- WHAT THE TASK ASKS
Return verbatim every line from the first line of the data below to the line that contains "fails the run.", inclusive, and no further.

Collected data entries:
----------

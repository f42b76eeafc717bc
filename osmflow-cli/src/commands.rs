//! Subcommand arguments, their layered configuration, and the pipelines they
//! run.
//!
//! Every subcommand reads two JSON Lines inputs, joins them with one merge
//! stage and writes the result as JSON Lines. Both inputs pass through the
//! merge stage's order validators, so an unsorted file fails the run.

use camino::{Utf8Path, Utf8PathBuf};
use cap_std::fs_utf8::File;
use clap::Parser;
use log::info;
use ortho_config::{OrthoConfig, SubcmdConfigMerge};
use osmflow_core::OrderingRegistry;
use osmflow_pipeline::{
    ActiveTask, ChangeApplier, ChangeDeriver, ChangeMerger, ConflictResolutionMethod,
    EntityMerger, GraphBuilder, MergeJoin, PipeRef, PipelineConfig, Sink,
};
use serde::{Deserialize, Serialize, de::DeserializeOwned};

use crate::fs::{create_utf8_file, file_is_file, open_utf8_file};
use crate::jsonl::{JsonLinesSink, JsonLinesSource};
use crate::{
    ARG_BASE, ARG_CHANGE, ARG_CONFLICT_RESOLUTION, ARG_FIRST, ARG_FROM, ARG_OUTPUT,
    ARG_QUEUE_CAPACITY, ARG_SECOND, ARG_TO, CliError, ENV_APPLY_BASE, ENV_APPLY_CHANGE,
    ENV_APPLY_OUTPUT, ENV_DERIVE_FROM, ENV_DERIVE_OUTPUT, ENV_DERIVE_TO, ENV_MERGE_CHANGE_FIRST,
    ENV_MERGE_CHANGE_OUTPUT, ENV_MERGE_CHANGE_SECOND, ENV_MERGE_FIRST, ENV_MERGE_OUTPUT,
    ENV_MERGE_SECOND,
};

/// Flag and environment variable naming one file of a command.
#[derive(Debug, Clone, Copy, PartialEq, Eq)]
pub(crate) struct Port {
    pub(crate) field: &'static str,
    pub(crate) env: &'static str,
}

/// The files a command reads and writes, and the name of its merge stage.
#[derive(Debug, Clone, Copy, PartialEq, Eq)]
pub(crate) struct JobPorts {
    pub(crate) stage: &'static str,
    pub(crate) left: Port,
    pub(crate) right: Port,
    pub(crate) output: Port,
}

pub(crate) const APPLY_CHANGE_PORTS: JobPorts = JobPorts {
    stage: "apply-change",
    left: Port {
        field: ARG_BASE,
        env: ENV_APPLY_BASE,
    },
    right: Port {
        field: ARG_CHANGE,
        env: ENV_APPLY_CHANGE,
    },
    output: Port {
        field: ARG_OUTPUT,
        env: ENV_APPLY_OUTPUT,
    },
};

pub(crate) const MERGE_PORTS: JobPorts = JobPorts {
    stage: "merge",
    left: Port {
        field: ARG_FIRST,
        env: ENV_MERGE_FIRST,
    },
    right: Port {
        field: ARG_SECOND,
        env: ENV_MERGE_SECOND,
    },
    output: Port {
        field: ARG_OUTPUT,
        env: ENV_MERGE_OUTPUT,
    },
};

pub(crate) const DERIVE_CHANGE_PORTS: JobPorts = JobPorts {
    stage: "derive-change",
    left: Port {
        field: ARG_FROM,
        env: ENV_DERIVE_FROM,
    },
    right: Port {
        field: ARG_TO,
        env: ENV_DERIVE_TO,
    },
    output: Port {
        field: ARG_OUTPUT,
        env: ENV_DERIVE_OUTPUT,
    },
};

pub(crate) const MERGE_CHANGE_PORTS: JobPorts = JobPorts {
    stage: "merge-change",
    left: Port {
        field: ARG_FIRST,
        env: ENV_MERGE_CHANGE_FIRST,
    },
    right: Port {
        field: ARG_SECOND,
        env: ENV_MERGE_CHANGE_SECOND,
    },
    output: Port {
        field: ARG_OUTPUT,
        env: ENV_MERGE_CHANGE_OUTPUT,
    },
};

/// CLI arguments for the `apply-change` subcommand.
#[derive(Debug, Clone, Parser, Deserialize, Serialize, OrthoConfig, Default)]
#[command(
    long_about = "Apply a change stream to an element snapshot. Both inputs \
                 are JSON Lines files sorted by kind then identifier; paths \
                 can come from CLI flags, configuration files, or environment \
                 variables.",
    about = "Apply a change stream to an element snapshot"
)]
#[ortho_config(prefix = "OSMFLOW")]
pub(crate) struct ApplyChangeArgs {
    /// Path to the base snapshot (JSON Lines of elements).
    #[arg(long = ARG_BASE, value_name = "path")]
    #[serde(default)]
    pub(crate) base: Option<Utf8PathBuf>,
    /// Path to the change stream (JSON Lines of changes).
    #[arg(long = ARG_CHANGE, value_name = "path")]
    #[serde(default)]
    pub(crate) change: Option<Utf8PathBuf>,
    /// Where to write the resulting snapshot.
    #[arg(long = ARG_OUTPUT, value_name = "path")]
    #[serde(default)]
    pub(crate) output: Option<Utf8PathBuf>,
    /// Items buffered per merge input (default 10).
    #[arg(long = ARG_QUEUE_CAPACITY, value_name = "count")]
    #[serde(default)]
    pub(crate) queue_capacity: Option<usize>,
}

/// CLI arguments for the `merge` subcommand.
#[derive(Debug, Clone, Parser, Deserialize, Serialize, OrthoConfig, Default)]
#[command(
    long_about = "Merge two element snapshots. Where both contain an element, \
                 the conflict resolution method picks the survivor: \
                 `timestamp` keeps the newer one (the second on ties), \
                 `latest-source` always keeps the second.",
    about = "Merge two element snapshots"
)]
#[ortho_config(prefix = "OSMFLOW")]
pub(crate) struct MergeArgs {
    /// Path to the first snapshot.
    #[arg(long = ARG_FIRST, value_name = "path")]
    #[serde(default)]
    pub(crate) first: Option<Utf8PathBuf>,
    /// Path to the second snapshot.
    #[arg(long = ARG_SECOND, value_name = "path")]
    #[serde(default)]
    pub(crate) second: Option<Utf8PathBuf>,
    /// Where to write the merged snapshot.
    #[arg(long = ARG_OUTPUT, value_name = "path")]
    #[serde(default)]
    pub(crate) output: Option<Utf8PathBuf>,
    /// Items buffered per merge input (default 10).
    #[arg(long = ARG_QUEUE_CAPACITY, value_name = "count")]
    #[serde(default)]
    pub(crate) queue_capacity: Option<usize>,
    /// `timestamp` (default) or `latest-source`.
    #[arg(long = ARG_CONFLICT_RESOLUTION, value_name = "method")]
    #[serde(default)]
    pub(crate) conflict_resolution: Option<ConflictResolutionMethod>,
}

/// CLI arguments for the `derive-change` subcommand.
#[derive(Debug, Clone, Parser, Deserialize, Serialize, OrthoConfig, Default)]
#[command(
    long_about = "Compare two element snapshots and write the changes that \
                 turn the first into the second.",
    about = "Derive a change stream between two snapshots"
)]
#[ortho_config(prefix = "OSMFLOW")]
pub(crate) struct DeriveChangeArgs {
    /// Path to the older snapshot.
    #[arg(long = ARG_FROM, value_name = "path")]
    #[serde(default)]
    pub(crate) from: Option<Utf8PathBuf>,
    /// Path to the newer snapshot.
    #[arg(long = ARG_TO, value_name = "path")]
    #[serde(default)]
    pub(crate) to: Option<Utf8PathBuf>,
    /// Where to write the derived change stream.
    #[arg(long = ARG_OUTPUT, value_name = "path")]
    #[serde(default)]
    pub(crate) output: Option<Utf8PathBuf>,
    /// Items buffered per merge input (default 10).
    #[arg(long = ARG_QUEUE_CAPACITY, value_name = "count")]
    #[serde(default)]
    pub(crate) queue_capacity: Option<usize>,
}

/// CLI arguments for the `merge-change` subcommand.
#[derive(Debug, Clone, Parser, Deserialize, Serialize, OrthoConfig, Default)]
#[command(
    long_about = "Merge two change streams. Where both touch the same \
                 element, the conflict resolution method picks which change \
                 survives.",
    about = "Merge two change streams"
)]
#[ortho_config(prefix = "OSMFLOW")]
pub(crate) struct MergeChangeArgs {
    /// Path to the first change stream.
    #[arg(long = ARG_FIRST, value_name = "path")]
    #[serde(default)]
    pub(crate) first: Option<Utf8PathBuf>,
    /// Path to the second change stream.
    #[arg(long = ARG_SECOND, value_name = "path")]
    #[serde(default)]
    pub(crate) second: Option<Utf8PathBuf>,
    /// Where to write the merged change stream.
    #[arg(long = ARG_OUTPUT, value_name = "path")]
    #[serde(default)]
    pub(crate) output: Option<Utf8PathBuf>,
    /// Items buffered per merge input (default 10).
    #[arg(long = ARG_QUEUE_CAPACITY, value_name = "count")]
    #[serde(default)]
    pub(crate) queue_capacity: Option<usize>,
    /// `timestamp` (default) or `latest-source`.
    #[arg(long = ARG_CONFLICT_RESOLUTION, value_name = "method")]
    #[serde(default)]
    pub(crate) conflict_resolution: Option<ConflictResolutionMethod>,
}

/// Resolved configuration for one two-input command.
#[derive(Debug, Clone, PartialEq, Eq)]
pub(crate) struct JobConfig {
    pub(crate) ports: JobPorts,
    pub(crate) left: Utf8PathBuf,
    pub(crate) right: Utf8PathBuf,
    pub(crate) output: Utf8PathBuf,
    pub(crate) pipeline: PipelineConfig,
}

impl JobConfig {
    fn resolve(
        ports: JobPorts,
        [left, right, output]: [Option<Utf8PathBuf>; 3],
        queue_capacity: Option<usize>,
        conflict_resolution: Option<ConflictResolutionMethod>,
    ) -> Result<Self, CliError> {
        let left = required(left, ports.left)?;
        let right = required(right, ports.right)?;
        let output = required(output, ports.output)?;
        let mut pipeline = PipelineConfig::default();
        if let Some(capacity) = queue_capacity {
            pipeline = pipeline.with_queue_capacity(capacity)?;
        }
        if let Some(method) = conflict_resolution {
            pipeline = pipeline.with_conflict_resolution(method);
        }
        Ok(Self {
            ports,
            left,
            right,
            output,
            pipeline,
        })
    }

    pub(crate) fn validate_sources(&self) -> Result<(), CliError> {
        Self::require_existing(&self.left, self.ports.left.field)?;
        Self::require_existing(&self.right, self.ports.right.field)?;
        Ok(())
    }

    fn require_existing(path: &Utf8Path, field: &'static str) -> Result<(), CliError> {
        match file_is_file(path) {
            Ok(true) => Ok(()),
            Ok(false) => Err(CliError::SourcePathNotFile {
                field,
                path: path.to_path_buf(),
            }),
            Err(source) if source.kind() == std::io::ErrorKind::NotFound => {
                Err(CliError::MissingSourceFile {
                    field,
                    path: path.to_path_buf(),
                })
            }
            Err(source) => Err(CliError::InspectSourcePath {
                field,
                path: path.to_path_buf(),
                source,
            }),
        }
    }
}

fn required(value: Option<Utf8PathBuf>, port: Port) -> Result<Utf8PathBuf, CliError> {
    value.ok_or(CliError::MissingArgument {
        field: port.field,
        env: port.env,
    })
}

impl TryFrom<ApplyChangeArgs> for JobConfig {
    type Error = CliError;

    fn try_from(args: ApplyChangeArgs) -> Result<Self, Self::Error> {
        Self::resolve(
            APPLY_CHANGE_PORTS,
            [args.base, args.change, args.output],
            args.queue_capacity,
            None,
        )
    }
}

impl TryFrom<MergeArgs> for JobConfig {
    type Error = CliError;

    fn try_from(args: MergeArgs) -> Result<Self, Self::Error> {
        Self::resolve(
            MERGE_PORTS,
            [args.first, args.second, args.output],
            args.queue_capacity,
            args.conflict_resolution,
        )
    }
}

impl TryFrom<DeriveChangeArgs> for JobConfig {
    type Error = CliError;

    fn try_from(args: DeriveChangeArgs) -> Result<Self, Self::Error> {
        Self::resolve(
            DERIVE_CHANGE_PORTS,
            [args.from, args.to, args.output],
            args.queue_capacity,
            None,
        )
    }
}

impl TryFrom<MergeChangeArgs> for JobConfig {
    type Error = CliError;

    fn try_from(args: MergeChangeArgs) -> Result<Self, Self::Error> {
        Self::resolve(
            MERGE_CHANGE_PORTS,
            [args.first, args.second, args.output],
            args.queue_capacity,
            args.conflict_resolution,
        )
    }
}

/// Merge the configuration layers behind `args` and resolve the job.
pub(crate) fn resolve_job<A>(args: A) -> Result<JobConfig, CliError>
where
    A: SubcmdConfigMerge + Serialize + Default,
    JobConfig: TryFrom<A, Error = CliError>,
{
    let merged = args.load_and_merge().map_err(CliError::Configuration)?;
    let config = JobConfig::try_from(merged)?;
    config.validate_sources()?;
    Ok(config)
}

pub(crate) fn run_apply_change(args: ApplyChangeArgs) -> Result<(), CliError> {
    let config = resolve_job(args)?;
    execute(&config, ChangeApplier)
}

pub(crate) fn run_merge(args: MergeArgs) -> Result<(), CliError> {
    let config = resolve_job(args)?;
    let join = EntityMerger::new(config.pipeline.conflict_resolution);
    execute(&config, join)
}

pub(crate) fn run_derive_change(args: DeriveChangeArgs) -> Result<(), CliError> {
    let config = resolve_job(args)?;
    execute(&config, ChangeDeriver)
}

pub(crate) fn run_merge_change(args: MergeChangeArgs) -> Result<(), CliError> {
    let config = resolve_job(args)?;
    let join = ChangeMerger::new(config.pipeline.conflict_resolution);
    execute(&config, join)
}

/// Wire reader, merge and writer stages for `config` and run them.
pub(crate) fn execute<J>(config: &JobConfig, join: J) -> Result<(), CliError>
where
    J: MergeJoin,
    J::Left: DeserializeOwned,
    J::Right: DeserializeOwned,
    J::Output: Serialize,
{
    let ports = config.ports;
    let left = open_input(&config.left, ports.left.field)?;
    let right = open_input(&config.right, ports.right.field)?;
    let (writer, output) = JsonLinesSink::<J::Output>::deferred(&config.output);

    let mut graph = GraphBuilder::new(OrderingRegistry::standard(), config.pipeline);
    graph
        .source_with(
            reader_stage(ports.left),
            ports.left.field,
            reader::<J::Left>(reader_stage(ports.left), config.left.clone(), left),
        )?
        .source_with(
            reader_stage(ports.right),
            ports.right.field,
            reader::<J::Right>(reader_stage(ports.right), config.right.clone(), right),
        )?
        .merge(
            ports.stage,
            join,
            [
                PipeRef::named(ports.left.field),
                PipeRef::named(ports.right.field),
            ],
            PipeRef::Default,
        )?
        .sink("write", PipeRef::Default, writer)?;
    let pipeline = graph.build()?;
    output.fill(
        create_utf8_file(&config.output).map_err(|source| CliError::CreateOutput {
            path: config.output.clone(),
            source,
        })?,
    );

    info!(
        "{}: {} + {} -> {}",
        ports.stage, config.left, config.right, config.output
    );
    pipeline.run()?;
    info!("{}: finished writing {}", ports.stage, config.output);
    Ok(())
}

fn reader_stage(port: Port) -> String {
    format!("read-{}", port.field)
}

fn reader<T>(
    stage: String,
    path: Utf8PathBuf,
    file: File,
) -> impl FnOnce(Box<dyn Sink<T>>) -> Box<dyn ActiveTask> + 'static
where
    T: DeserializeOwned + Send + 'static,
{
    move |sink: Box<dyn Sink<T>>| -> Box<dyn ActiveTask> {
        Box::new(JsonLinesSource::new(stage, &path, file, sink))
    }
}

fn open_input(path: &Utf8Path, field: &'static str) -> Result<File, CliError> {
    open_utf8_file(path).map_err(|source| CliError::OpenInput {
        field,
        path: path.to_path_buf(),
        source,
    })
}

#[cfg(test)]
pub(crate) fn apply_change_config_from_layers_for_test(
    layers: Vec<ortho_config::MergeLayer<'static>>,
) -> Result<JobConfig, CliError> {
    let merged = ApplyChangeArgs::merge_from_layers(layers).map_err(CliError::from)?;
    JobConfig::try_from(merged)
}

#[cfg(test)]
pub(crate) fn merge_config_from_layers_for_test(
    layers: Vec<ortho_config::MergeLayer<'static>>,
) -> Result<JobConfig, CliError> {
    let merged = MergeArgs::merge_from_layers(layers).map_err(CliError::from)?;
    JobConfig::try_from(merged)
}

----------

- RESPONSE TO THE TASK
repository f42b76eeafc717bc
filename osmflow-cli/src/commands.rs
//! Subcommand arguments, their layered configuration, and the pipelines they
//! run.
//!
//! Every subcommand reads two JSON Lines inputs, joins them with one merge
//! stage and writes the result as JSON Lines. Both inputs pass through the
//! merge stage's order validators, so an unsorted file fails the run.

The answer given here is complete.